Alternatively you may visit their website,
www.capitaregistrars.com/shareholders.
14 Statutory information
The financial information set out in these statements does not constitute the
Company's statutory accounts for the year ended 31 December 2012 in terms of
section 434 of the Companies Act 2006 but is derived from those accounts.

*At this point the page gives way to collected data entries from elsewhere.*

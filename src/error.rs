use crate::model::AlertKind;
use std::path::PathBuf;

/// Failures that stop a load or a command outright. Per-row and per-pair
/// problems never surface here; see `model::RowError` and `model::EvalError`.
#[derive(thiserror::Error, Debug)]
pub enum CatchmentError {
    #[error("failed to read {path}: {source}")]
    Io {
        path: PathBuf,
        #[source]
        source: std::io::Error,
    },
    #[error("failed to write report: {0}")]
    Write(#[from] std::io::Error),
    #[error("invalid configuration: {0}")]
    Config(#[from] toml::de::Error),
    #[error("invalid threshold for {kind}: {value} (must be finite and non-negative)")]
    InvalidThreshold { kind: AlertKind, value: f64 },
    #[error("{file}: missing required column '{column}'")]
    MissingColumn { file: String, column: String },
    #[error("unknown site '{0}'")]
    UnknownSite(String),
    #[error("report has no sections selected")]
    ReportEmpty,
    #[error("serde JSON error")]
    SerdeJson(#[from] serde_json::Error),
}

pub type CatchmentResult<T> = Result<T, CatchmentError>;
//! Row selection helpers: date range, parameter set and most recent tail.

use crate::model::{Observation, Parameter, Site};
use chrono::NaiveDate;
use serde::{Deserialize, Serialize};
use std::collections::BTreeMap;

/// Inclusive date range; either end may be open.
#[derive(Debug, Clone, Copy, Default, PartialEq, Eq, Serialize, Deserialize)]
#[serde(default)]
pub struct DateRange {
    pub from: Option<NaiveDate>,
    pub to: Option<NaiveDate>,
}

impl DateRange {
    pub fn new(from: Option<NaiveDate>, to: Option<NaiveDate>) -> Self {
        DateRange { from, to }
    }

    pub fn contains(&self, date: NaiveDate) -> bool {
        self.from.is_none_or(|from| date >= from) && self.to.is_none_or(|to| date <= to)
    }

    /// True when `from` is after `to`, which selects nothing.
    pub fn is_inverted(&self) -> bool {
        matches!((self.from, self.to), (Some(from), Some(to)) if from > to)
    }
}

pub fn filter_parameters(observations: &[Observation], parameters: &[Parameter]) -> Vec<Observation> {
    observations
        .iter()
        .filter(|o| parameters.contains(&o.parameter))
        .cloned()
        .collect()
}

/// The `n` most recent observations, in chronological order. Ties on date
/// keep input order.
pub fn most_recent(observations: &[Observation], n: usize) -> Vec<Observation> {
    let mut sorted = observations.to_vec();
    sorted.sort_by_key(|o| o.timestamp);
    let skip = sorted.len().saturating_sub(n);
    sorted.split_off(skip)
}

/// Indices of `observations` grouped into `(site, parameter)` series.
pub fn series_indices(observations: &[Observation]) -> BTreeMap<(Site, Parameter), Vec<usize>> {
    let mut series: BTreeMap<(Site, Parameter), Vec<usize>> = BTreeMap::new();
    for (i, o) in observations.iter().enumerate() {
        series.entry((o.site, o.parameter)).or_default().push(i);
    }
    series
}
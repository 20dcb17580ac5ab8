/// Parameter alias table.
///
/// The EcoDetection sensor export and the lab sampling export name the same
/// quantity differently ("Nephelo Turbidity" vs "Turbidity", "Nitrate
/// Concentration" vs "Nitrate - Nitrogen"). This table maps both naming
/// schemes onto `Parameter`. Rows whose name has no entry are not tracked.
use crate::model::{Parameter, Source};
use serde::Serialize;

// ---------------------------------------------------------------------------
// Alias table
// ---------------------------------------------------------------------------

pub struct ParameterAliases {
    pub parameter: Parameter,
    pub sensor: &'static [&'static str],
    pub lab: &'static [&'static str],
    /// Source units accepted as already canonical (besides `ppb`).
    pub units: &'static [&'static str],
}

pub static PARAMETER_ALIASES: &[ParameterAliases] = &[
    ParameterAliases {
        parameter: Parameter::Turbidity,
        sensor: &["Nephelo Turbidity"],
        lab: &["Turbidity"],
        units: &["NTU"],
    },
    ParameterAliases {
        parameter: Parameter::Nitrate,
        sensor: &["Nitrate Concentration"],
        lab: &["Nitrate - Nitrogen"],
        units: &["mg/L"],
    },
    ParameterAliases {
        parameter: Parameter::Nitrite,
        sensor: &["Nitrite Concentration"],
        lab: &["Nitrite - Nitrogen"],
        units: &["mg/L"],
    },
    ParameterAliases {
        parameter: Parameter::Phosphate,
        sensor: &["Phosphate Concentration"],
        lab: &["Phosphate"],
        units: &["mg/L"],
    },
    ParameterAliases {
        parameter: Parameter::Conductivity,
        sensor: &["Conductivity"],
        lab: &["Electrical Conductivity"],
        units: &["uS/cm", "µS/cm"],
    },
    ParameterAliases {
        parameter: Parameter::Chloride,
        sensor: &["Chloride Concentration"],
        lab: &[],
        units: &["mg/L"],
    },
    ParameterAliases {
        parameter: Parameter::Fluoride,
        sensor: &["Fluoride Concentration"],
        lab: &[],
        units: &["mg/L"],
    },
    ParameterAliases {
        parameter: Parameter::Sulphate,
        sensor: &["Sulphate Concentration"],
        lab: &[],
        units: &["mg/L"],
    },
    ParameterAliases {
        parameter: Parameter::Oxygen,
        sensor: &["Oxygen"],
        lab: &[],
        units: &["mg/L", "%"],
    },
    ParameterAliases {
        parameter: Parameter::Ph,
        sensor: &["pH"],
        lab: &[],
        units: &["pH", ""],
    },
    ParameterAliases {
        parameter: Parameter::Temperature,
        sensor: &["Temperature"],
        lab: &[],
        units: &["degC", "°C", "C"],
    },
    ParameterAliases {
        parameter: Parameter::EnclosureTemperature,
        sensor: &["Enclosure Temperature"],
        lab: &[],
        units: &["degC", "°C", "C"],
    },
];

/// Looks up the canonical parameter for a source-specific measurement name.
///
/// Matching ignores case and surrounding whitespace. `None` means the
/// measurement is not tracked and the row should be dropped.
pub fn resolve_parameter_alias(source: Source, raw_name: &str) -> Option<Parameter> {
    let needle = raw_name.trim();
    PARAMETER_ALIASES
        .iter()
        .find(|entry| {
            let names = match source {
                Source::Sensor => entry.sensor,
                Source::Lab => entry.lab,
            };
            names.iter().any(|name| name.eq_ignore_ascii_case(needle))
        })
        .map(|entry| entry.parameter)
}

/// Units accepted as canonical for `parameter`. Rainfall and streamflow
/// arrive in their canonical unit without a unit column.
pub fn accepted_units(parameter: Parameter) -> &'static [&'static str] {
    PARAMETER_ALIASES
        .iter()
        .find(|entry| entry.parameter == parameter)
        .map(|entry| entry.units)
        .unwrap_or(&[])
}

// ---------------------------------------------------------------------------
// Parameter groups
// ---------------------------------------------------------------------------

/// Chart groups for a site's sensor readings.
#[derive(Debug, Clone, Copy, PartialEq, Eq, PartialOrd, Ord, Serialize)]
pub enum ParameterGroup {
    InorganicChemicals,
    Nutrients,
    PhysicalProperties,
    Environmental,
    Hydrology,
}

pub fn group_of(parameter: Parameter) -> ParameterGroup {
    match parameter {
        Parameter::Chloride | Parameter::Fluoride | Parameter::Sulphate => {
            ParameterGroup::InorganicChemicals
        }
        Parameter::Nitrate | Parameter::Nitrite | Parameter::Phosphate => ParameterGroup::Nutrients,
        Parameter::Conductivity | Parameter::Turbidity | Parameter::Oxygen | Parameter::Ph => {
            ParameterGroup::PhysicalProperties
        }
        Parameter::Temperature | Parameter::EnclosureTemperature => ParameterGroup::Environmental,
        Parameter::Rainfall | Parameter::Streamflow => ParameterGroup::Hydrology,
    }
}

Statutory accounts for the year ended 31 December 2012 will be delivered to
Companies House following the Company's Annual General Meeting. The auditors
have reported on those accounts: their report was unqualified and did not
contain a statement under Section 498 of the Companies Act 2006.
15 Annual Report
The Annual Report for the year ended 31 December
2012 will shortly be made available on the Company's website:
www.mig4vct.co.uk. and Shareholders will be notified of this by email or post
or sent a hard copy in the post in accordance with their instructions. Copies
will be available thereafter to members of the public from the Company's
registered office.
16 Annual General Meeting
The Annual General Meeting of the Company will be held at 12.00 noon on
Friday, 10 May 2013 at the offices of Mobeus Equity Partners, 30 Haymarket
(4th floor), London, SW1Y 4EX.
Contact details for further enquiries:
Robert Brittain of Mobeus Equity Partners LLP (the Company
Secretary) on 020 7024 7600 or by e-mail to mig4@mobeusequity.co.uk.
Mark Wignall or Mike Walker at Mobeus Equity Partners LLP (the
Investment Manager) on 020 7024 7600 or by e-mail to info@mobeusequity.co.uk.
DISCLAIMER
Neither the contents of the Company's website nor the contents of any website
accessible from hyperlinks on the Company's website (or any other website) is
incorporated into, or forms part of, this announcement.